À ce titre, une première proposition a été de mettre en place un plafonnement ne pesant pas sur l’ensemble de l’effectif des équipes. L’idée de ce système était de permettre aux clubs de recruter quelques joueurs sans être soumis au plafonnement des salaires pour ceux-ci.
Cependant, on peut s’interroger sur la validité d’un tel système au regard notamment du principe d’égalité de traitement entre les salariés. A ce sujet, la Cour d’appel de Pau a rendu un arrêt en date du 23 janvier 2020 (CA Pau, Chambre Sociale, 23/01/2020, n°18/00200, SAS G H Rugby Pro) et a considéré que, pour justifier une inégalité de salaire entre deux joueurs de rugby, il fallait prendre en compte différents indices tels que les postes des joueurs, leurs qualités professionnelles ou encore l’expérience. Cette décision semble rappeler que les principes généraux du droit du travail valent également dans le milieu sportif professionnel et que l’argument de l’égalité de traitement entre deux joueurs dans une situation identique et effectuant une prestation de travail de valeur égale pourrait avoir vocation à s’appliquer.
D’autres ont également proposé d’imaginer un Salary Cap évolutif, c’est-à-dire fixé à partir d’un pourcentage en prenant en compte les recettes de chaque club : les clubs les plus riches étant ainsi autorisés à rémunérer davantage leurs joueurs.
Il apparaît cependant qu’un tel système conduirait à accroître l’inégalité entre les clubs qui ne seraient pas dotés des mêmes moyens pour constituer leurs effectifs.

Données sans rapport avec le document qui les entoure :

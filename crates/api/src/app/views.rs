//! Template environment and page rendering.

use axum::http::StatusCode;
use axum::response::{Html, IntoResponse, Response};
use minijinja::{Environment, Value, context};
use tracing::error;

use cardbank_ledger::Account;

use crate::app::AppState;
use crate::app::dto::AccountView;
use crate::context::SessionHandle;

const TEMPLATES: &[(&str, &str)] = &[
    ("layout.html", include_str!("../../templates/layout.html")),
    ("index.html", include_str!("../../templates/index.html")),
    ("about.html", include_str!("../../templates/about.html")),
    ("services.html", include_str!("../../templates/services.html")),
    ("contact.html", include_str!("../../templates/contact.html")),
    ("contact_success.html", include_str!("../../templates/contact_success.html")),
    ("login.html", include_str!("../../templates/login.html")),
    ("register.html", include_str!("../../templates/register.html")),
    ("dashboard.html", include_str!("../../templates/dashboard.html")),
    ("transfer.html", include_str!("../../templates/transfer.html")),
    ("payment.html", include_str!("../../templates/payment.html")),
    ("deposit.html", include_str!("../../templates/deposit.html")),
    ("recharge.html", include_str!("../../templates/recharge.html")),
    ("recharge_success.html", include_str!("../../templates/recharge_success.html")),
    ("transaction_history.html", include_str!("../../templates/transaction_history.html")),
    ("soon.html", include_str!("../../templates/soon.html")),
    ("error.html", include_str!("../../templates/error.html")),
];

/// Compiled templates. `.html` templates are auto-escaped.
pub struct Views {
    env: Environment<'static>,
}

impl Views {
    pub fn new() -> Result<Self, minijinja::Error> {
        let mut env = Environment::new();
        for &(name, source) in TEMPLATES {
            env.add_template(name, source)?;
        }
        Ok(Self { env })
    }

    pub fn render(&self, name: &str, ctx: Value) -> Result<String, minijinja::Error> {
        self.env.get_template(name)?.render(ctx)
    }
}

/// Render a full page. Pending flashes are consumed and shown; `user`
/// (if any) drives the signed-in navigation.
pub fn page(
    state: &AppState,
    session: &SessionHandle,
    user: Option<&Account>,
    template: &str,
    ctx: Value,
) -> Response {
    let ctx = context! {
        flashes => session.take_flashes(),
        logged_in => session.user_id().is_some(),
        user => user.map(AccountView::from),
        ..ctx
    };
    render_with_status(state, StatusCode::OK, template, ctx)
}

pub fn render_with_status(
    state: &AppState,
    status: StatusCode,
    template: &str,
    ctx: Value,
) -> Response {
    match state.views.render(template, ctx) {
        Ok(html) => (status, Html(html)).into_response(),
        Err(e) => {
            error!(error = %e, template, "template rendering failed");
            (StatusCode::INTERNAL_SERVER_ERROR, "Internal Server Error").into_response()
        }
    }
}
//! Monetary amounts in minor units.

use core::ops::Neg;

use serde::{Deserialize, Serialize};

use crate::error::{DomainError, DomainResult};
use crate::value_object::ValueObject;

/// Minor units per major unit (kobo per naira).
pub const MINOR_PER_MAJOR: i64 = 100;

/// A signed amount of money in minor units (e.g. kobo).
///
/// Balances and ledger amounts never go through floating point: user
/// input is parsed straight into minor units and percentages round
/// half away from zero.
#[derive(
    Debug, Copy, Clone, Default, PartialEq, Eq, PartialOrd, Ord, Hash, Serialize, Deserialize,
)]
#[serde(transparent)]
pub struct Money(i64);

impl ValueObject for Money {}

impl Money {
    pub const ZERO: Money = Money(0);

    pub const fn from_minor(minor: i64) -> Self {
        Self(minor)
    }

    /// Whole major units (e.g. `Money::from_major(50_000)` is 50,000.00).
    pub const fn from_major(major: i64) -> Self {
        Self(major * MINOR_PER_MAJOR)
    }

    pub const fn minor(self) -> i64 {
        self.0
    }

    pub const fn is_positive(self) -> bool {
        self.0 > 0
    }

    pub const fn is_negative(self) -> bool {
        self.0 < 0
    }

    pub fn checked_add(self, other: Money) -> Option<Money> {
        self.0.checked_add(other.0).map(Money)
    }

    pub fn checked_sub(self, other: Money) -> Option<Money> {
        self.0.checked_sub(other.0).map(Money)
    }

    /// `pct` percent of this amount, rounded half away from zero.
    pub fn percentage(self, pct: u32) -> Money {
        let scaled = i128::from(self.0.unsigned_abs()) * i128::from(pct);
        let rounded = (scaled + 50) / 100;
        let magnitude = i64::try_from(rounded).unwrap_or(i64::MAX);
        if self.0 < 0 { Money(-magnitude) } else { Money(magnitude) }
    }

    /// Parse a decimal amount such as `"1000"`, `"1000.5"` or `"-12.34"`.
    ///
    /// At most two fractional digits are accepted; anything else is a
    /// validation error rather than a silent rounding.
    pub fn parse(input: &str) -> DomainResult<Money> {
        let s = input.trim();
        let (negative, digits) = match s.strip_prefix('-') {
            Some(rest) => (true, rest),
            None => (false, s),
        };

        let (whole, frac) = match digits.split_once('.') {
            Some((w, f)) => (w, Some(f)),
            None => (digits, None),
        };

        if whole.is_empty() || !whole.bytes().all(|b| b.is_ascii_digit()) {
            return Err(DomainError::validation(format!("invalid amount '{input}'")));
        }

        let frac_minor = match frac {
            None => 0,
            Some(f) if f.is_empty() || f.len() > 2 || !f.bytes().all(|b| b.is_ascii_digit()) => {
                return Err(DomainError::validation(format!("invalid amount '{input}'")));
            }
            Some(f) => {
                let v: i64 = f
                    .parse()
                    .map_err(|_| DomainError::validation(format!("invalid amount '{input}'")))?;
                if f.len() == 1 { v * 10 } else { v }
            }
        };

        let whole_minor = whole
            .parse::<i64>()
            .ok()
            .and_then(|w| w.checked_mul(MINOR_PER_MAJOR))
            .and_then(|w| w.checked_add(frac_minor))
            .ok_or_else(|| DomainError::validation(format!("amount out of range '{input}'")))?;

        Ok(if negative { Money(-whole_minor) } else { Money(whole_minor) })
    }
}

impl Neg for Money {
    type Output = Money;

    fn neg(self) -> Money {
        Money(-self.0)
    }
}

impl core::fmt::Display for Money {
    fn fmt(&self, f: &mut core::fmt::Formatter<'_>) -> core::fmt::Result {
        let abs = self.0.unsigned_abs();
        let sign = if self.0 < 0 { "-" } else { "" };
        let per = MINOR_PER_MAJOR as u64;
        write!(f, "{sign}{}.{:02}", abs / per, abs % per)
    }
}

#[cfg(test)]
mod tests {
    use super::*;
    use proptest::prelude::*;

    #[test]
    fn parses_whole_and_fractional_amounts() {
        assert_eq!(Money::parse("1000").unwrap(), Money::from_minor(100_000));
        assert_eq!(Money::parse("1000.5").unwrap(), Money::from_minor(100_050));
        assert_eq!(Money::parse(" 1000.05 ").unwrap(), Money::from_minor(100_005));
        assert_eq!(Money::parse("-12.34").unwrap(), Money::from_minor(-1_234));
    }

    #[test]
    fn rejects_malformed_amounts() {
        for bad in ["", "abc", "1.234", "1.", ".5", "1e3", "--1", "1,000", "99999999999999999999"] {
            assert!(
                matches!(Money::parse(bad), Err(DomainError::Validation(_))),
                "expected '{bad}' to be rejected"
            );
        }
    }

    #[test]
    fn displays_two_decimal_places() {
        assert_eq!(Money::from_major(50_000).to_string(), "50000.00");
        assert_eq!(Money::from_minor(5).to_string(), "0.05");
        assert_eq!(Money::from_minor(-90_000).to_string(), "-900.00");
    }

    #[test]
    fn ten_percent_rounds_half_away_from_zero() {
        assert_eq!(Money::from_major(1_000).percentage(10), Money::from_major(100));
        assert_eq!(Money::from_minor(15).percentage(10), Money::from_minor(2));
        assert_eq!(Money::from_minor(14).percentage(10), Money::from_minor(1));
        assert_eq!(Money::from_minor(-15).percentage(10), Money::from_minor(-2));
    }

    proptest! {
        #[test]
        fn display_then_parse_is_identity(minor in -1_000_000_000_000i64..1_000_000_000_000i64) {
            let m = Money::from_minor(minor);
            prop_assert_eq!(Money::parse(&m.to_string()).unwrap(), m);
        }
    }
}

Ainsi, cela renforcerait les écarts entre les clubs et par conséquent réduirait la compétitivité du Championnat.
Aussi, une action plus globalisée, notamment au niveau européen, a été envisagée par Aleksander Ceferin, Président de l’UEFA. Il évoque ainsi une réflexion autour d’une limitation des salaires afin de réguler le football européen et d’empêcher que les écarts entre les clubs s’accroissent davantage.
Toutefois, il convient de s’interroger sur le champ d’application des mesures de l’UEFA. L’organisme européen n’est pas en mesure d’imposer des conditions de participation aux équipes qui ne prennent pas part aux compétitions organisées par celui-ci. De plus, il ne faut pas négliger l’extrême différence qui subsiste entre certains championnats et notamment la très rentable Premier League (5,56 milliards d’euros pour la saison 2017-2018), incomparable avec d’autres comme les Championnats de football polonais ou slovaque par exemples.
Ainsi, repenser le système du football français semble être une réflexion à mener. L’instauration d’un Salary Cap n’apparaît cependant pas forcément comme le levier parfaitement adapté afin de réguler notre Championnat.